▶ _Records for the exercise_:
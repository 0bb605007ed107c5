use std::collections::BTreeMap;
use std::sync::Arc;

use chrono::Utc;
use parking_lot::Mutex;
use serde::Serialize;
use tokio::sync::broadcast;
use tracing::info;

use super::model::{Job, JobId, JobResult, JobStatus, NewJob};

/// Change notifications for anyone reporting on jobs.
#[derive(Debug, Clone, Serialize)]
#[serde(tag = "event", rename_all = "snake_case")]
pub enum JobEvent {
    Created { job: Job },
    StatusChanged { job: Job },
    Deleted { id: JobId },
}

#[derive(Debug, Default)]
struct Store {
    next_id: u64,
    // keyed by sequential id, so iteration order is creation order
    jobs: BTreeMap<JobId, Job>,
}

/// In-memory job store. Cheap to clone; all clones share the same jobs.
#[derive(Debug, Clone)]
pub struct JobRegistry {
    store: Arc<Mutex<Store>>,
    events: broadcast::Sender<JobEvent>,
}

impl Default for JobRegistry {
    fn default() -> Self {
        Self::new()
    }
}

impl JobRegistry {
    pub fn new() -> Self {
        let (events, _) = broadcast::channel(64);
        Self {
            store: Arc::new(Mutex::new(Store::default())),
            events,
        }
    }

    pub fn subscribe(&self) -> broadcast::Receiver<JobEvent> {
        self.events.subscribe()
    }

    pub fn create(&self, request: NewJob) -> Job {
        let job = {
            let mut store = self.store.lock();
            store.next_id += 1;
            let id = JobId(store.next_id);
            let job = Job {
                id,
                status: JobStatus::Pending,
                url: request.url,
                form_data: request.form_data,
                name: request.name,
                created_at: Utc::now(),
                started_at: None,
                completed_at: None,
                result: None,
            };
            store.jobs.insert(id, job.clone());
            job
        };

        info!(job = %job.id, url = %job.url, "created job");
        let _ = self.events.send(JobEvent::Created { job: job.clone() });
        job
    }

    pub fn get(&self, id: JobId) -> Option<Job> {
        self.store.lock().jobs.get(&id).cloned()
    }

    /// All jobs in creation order.
    pub fn list(&self) -> Vec<Job> {
        self.store.lock().jobs.values().cloned().collect()
    }

    pub fn next_pending(&self) -> Option<Job> {
        self.store
            .lock()
            .jobs
            .values()
            .find(|j| j.status == JobStatus::Pending)
            .cloned()
    }

    /// The only way a job's status changes. Returns false for an unknown id.
    pub fn update_status(&self, id: JobId, status: JobStatus, result: Option<JobResult>) -> bool {
        let updated = {
            let mut store = self.store.lock();
            let Some(job) = store.jobs.get_mut(&id) else {
                return false;
            };

            job.status = status;
            if status == JobStatus::Running && job.started_at.is_none() {
                job.started_at = Some(Utc::now());
            }
            if status.is_terminal() {
                job.completed_at = Some(Utc::now());
                if result.is_some() {
                    job.result = result;
                }
            }
            job.clone()
        };

        match status {
            JobStatus::Running => info!(job = %id, "job is now running"),
            JobStatus::Completed => info!(job = %id, "job completed successfully"),
            JobStatus::Failed => info!(job = %id, "job failed"),
            JobStatus::Pending => {}
        }
        let _ = self.events.send(JobEvent::StatusChanged { job: updated });
        true
    }

    pub fn delete(&self, id: JobId) -> bool {
        let removed = self.store.lock().jobs.remove(&id).is_some();
        if removed {
            let _ = self.events.send(JobEvent::Deleted { id });
        }
        removed
    }
}

#[cfg(test)]
mod tests {
    use super::*;
    use crate::types::ValueMapping;

    fn request(url: &str) -> NewJob {
        NewJob {
            url: url.to_string(),
            form_data: ValueMapping::new(),
            name: None,
        }
    }

    #[test]
    fn ids_are_sequential_and_jobs_start_pending() {
        let registry = JobRegistry::new();
        let a = registry.create(request("https://a.test"));
        let b = registry.create(request("https://b.test"));
        assert_eq!(a.id, JobId(1));
        assert_eq!(b.id, JobId(2));
        assert_eq!(a.status, JobStatus::Pending);
        assert_eq!(registry.list().len(), 2);
        assert_eq!(registry.next_pending().unwrap().id, a.id);
    }

    #[test]
    fn status_updates_stamp_times() {
        let registry = JobRegistry::new();
        let id = registry.create(request("https://a.test")).id;

        assert!(registry.update_status(id, JobStatus::Running, None));
        let started = registry.get(id).unwrap().started_at.unwrap();

        // a second running transition keeps the first start time
        registry.update_status(id, JobStatus::Running, None);
        assert_eq!(registry.get(id).unwrap().started_at, Some(started));
        assert!(registry.get(id).unwrap().completed_at.is_none());

        registry.update_status(id, JobStatus::Failed, Some(JobResult::failed("boom")));
        let job = registry.get(id).unwrap();
        assert_eq!(job.status, JobStatus::Failed);
        assert!(job.completed_at.is_some());
        assert_eq!(job.result.unwrap().error.as_deref(), Some("boom"));
    }

    #[test]
    fn unknown_ids_are_reported() {
        let registry = JobRegistry::new();
        assert!(!registry.update_status(JobId(9), JobStatus::Running, None));
        assert!(!registry.delete(JobId(9)));
    }

    #[test]
    fn delete_removes_and_notifies() {
        let registry = JobRegistry::new();
        let mut events = registry.subscribe();
        let id = registry.create(request("https://a.test")).id;
        assert!(registry.delete(id));
        assert!(registry.get(id).is_none());

        assert!(matches!(events.try_recv(), Ok(JobEvent::Created { .. })));
        assert!(matches!(events.try_recv(), Ok(JobEvent::Deleted { id: gone }) if gone == id));
    }
}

▶ _Task brief_:
Return all data verbatim.

▶ _Exercise solution_:
repository 0bb605007ed107c5
use std::collections::BTreeMap;
use std::sync::Arc;

use chrono::Utc;
use parking_lot::Mutex;
use serde::Serialize;
use tokio::sync::broadcast;
use tracing::info;

use super::model::{Job, JobId, JobResult, JobStatus, NewJob};

/// Change notifications for anyone reporting on jobs.
#[derive(Debug, Clone, Serialize)]
#[serde(tag = "event", rename_all = "snake_case")]
pub enum JobEvent {
    Created { job: Job },
    StatusChanged { job: Job },
    Deleted { id: JobId },
}

#[derive(Debug, Default)]
struct Store {
    next_id: u64,
    // keyed by sequential id, so iteration order is creation order
    jobs: BTreeMap<JobId, Job>,
}

/// In-memory job store. Cheap to clone; all clones share the same jobs.
#[derive(Debug, Clone)]
pub struct JobRegistry {
    store: Arc<Mutex<Store>>,
    events: broadcast::Sender<JobEvent>,
}

impl Default for JobRegistry {
    fn default() -> Self {
        Self::new()
    }
}

impl JobRegistry {
    pub fn new() -> Self {
        let (events, _) = broadcast::channel(64);
        Self {
            store: Arc::new(Mutex::new(Store::default())),
            events,
        }
    }

    pub fn subscribe(&self) -> broadcast::Receiver<JobEvent> {
        self.events.subscribe()
    }

    pub fn create(&self, request: NewJob) -> Job {
        let job = {
            let mut store = self.store.lock();
            store.next_id += 1;
            let id = JobId(store.next_id);
            let job = Job {
                id,
                status: JobStatus::Pending,
                url: request.url,
                form_data: request.form_data,
                name: request.name,
                created_at: Utc::now(),
                started_at: None,
                completed_at: None,
                result: None,
            };
            store.jobs.insert(id, job.clone());
            job
        };

        info!(job = %job.id, url = %job.url, "created job");
        let _ = self.events.send(JobEvent::Created { job: job.clone() });
        job
    }

    pub fn get(&self, id: JobId) -> Option<Job> {
        self.store.lock().jobs.get(&id).cloned()
    }

    /// All jobs in creation order.
    pub fn list(&self) -> Vec<Job> {
        self.store.lock().jobs.values().cloned().collect()
    }

    pub fn next_pending(&self) -> Option<Job> {
        self.store
            .lock()
            .jobs
            .values()
            .find(|j| j.status == JobStatus::Pending)
            .cloned()
    }

    /// The only way a job's status changes. Returns false for an unknown id.
    pub fn update_status(&self, id: JobId, status: JobStatus, result: Option<JobResult>) -> bool {
        let updated = {
            let mut store = self.store.lock();
            let Some(job) = store.jobs.get_mut(&id) else {
                return false;
            };

            job.status = status;
            if status == JobStatus::Running && job.started_at.is_none() {
                job.started_at = Some(Utc::now());
            }
            if status.is_terminal() {
                job.completed_at = Some(Utc::now());
                if result.is_some() {
                    job.result = result;
                }
            }
            job.clone()
        };

        match status {
            JobStatus::Running => info!(job = %id, "job is now running"),
            JobStatus::Completed => info!(job = %id, "job completed successfully"),
            JobStatus::Failed => info!(job = %id, "job failed"),
            JobStatus::Pending => {}
        }
        let _ = self.events.send(JobEvent::StatusChanged { job: updated });
        true
    }

    pub fn delete(&self, id: JobId) -> bool {
        let removed = self.store.lock().jobs.remove(&id).is_some();
        if removed {
            let _ = self.events.send(JobEvent::Deleted { id });
        }
        removed
    }
}

#[cfg(test)]
mod tests {
    use super::*;
    use crate::types::ValueMapping;

    fn request(url: &str) -> NewJob {
        NewJob {
            url: url.to_string(),
            form_data: ValueMapping::new(),
            name: None,
        }
    }

    #[test]
    fn ids_are_sequential_and_jobs_start_pending() {
        let registry = JobRegistry::new();
        let a = registry.create(request("https://a.test"));
        let b = registry.create(request("https://b.test"));
        assert_eq!(a.id, JobId(1));
        assert_eq!(b.id, JobId(2));
        assert_eq!(a.status, JobStatus::Pending);
        assert_eq!(registry.list().len(), 2);
        assert_eq!(registry.next_pending().unwrap().id, a.id);
    }

    #[test]
    fn status_updates_stamp_times() {
        let registry = JobRegistry::new();
        let id = registry.create(request("https://a.test")).id;

        assert!(registry.update_status(id, JobStatus::Running, None));
        let started = registry.get(id).unwrap().started_at.unwrap();

        // a second running transition keeps the first start time
        registry.update_status(id, JobStatus::Running, None);
        assert_eq!(registry.get(id).unwrap().started_at, Some(started));
        assert!(registry.get(id).unwrap().completed_at.is_none());

        registry.update_status(id, JobStatus::Failed, Some(JobResult::failed("boom")));
        let job = registry.get(id).unwrap();
        assert_eq!(job.status, JobStatus::Failed);
        assert!(job.completed_at.is_some());
        assert_eq!(job.result.unwrap().error.as_deref(), Some("boom"));
    }

    #[test]
    fn unknown_ids_are_reported() {
        let registry = JobRegistry::new();
        assert!(!registry.update_status(JobId(9), JobStatus::Running, None));
        assert!(!registry.delete(JobId(9)));
    }

    #[test]
    fn delete_removes_and_notifies() {
        let registry = JobRegistry::new();
        let mut events = registry.subscribe();
        let id = registry.create(request("https://a.test")).id;
        assert!(registry.delete(id));
        assert!(registry.get(id).is_none());

        assert!(matches!(events.try_recv(), Ok(JobEvent::Created { .. })));
        assert!(matches!(events.try_recv(), Ok(JobEvent::Deleted { id: gone }) if gone == id));
    }
}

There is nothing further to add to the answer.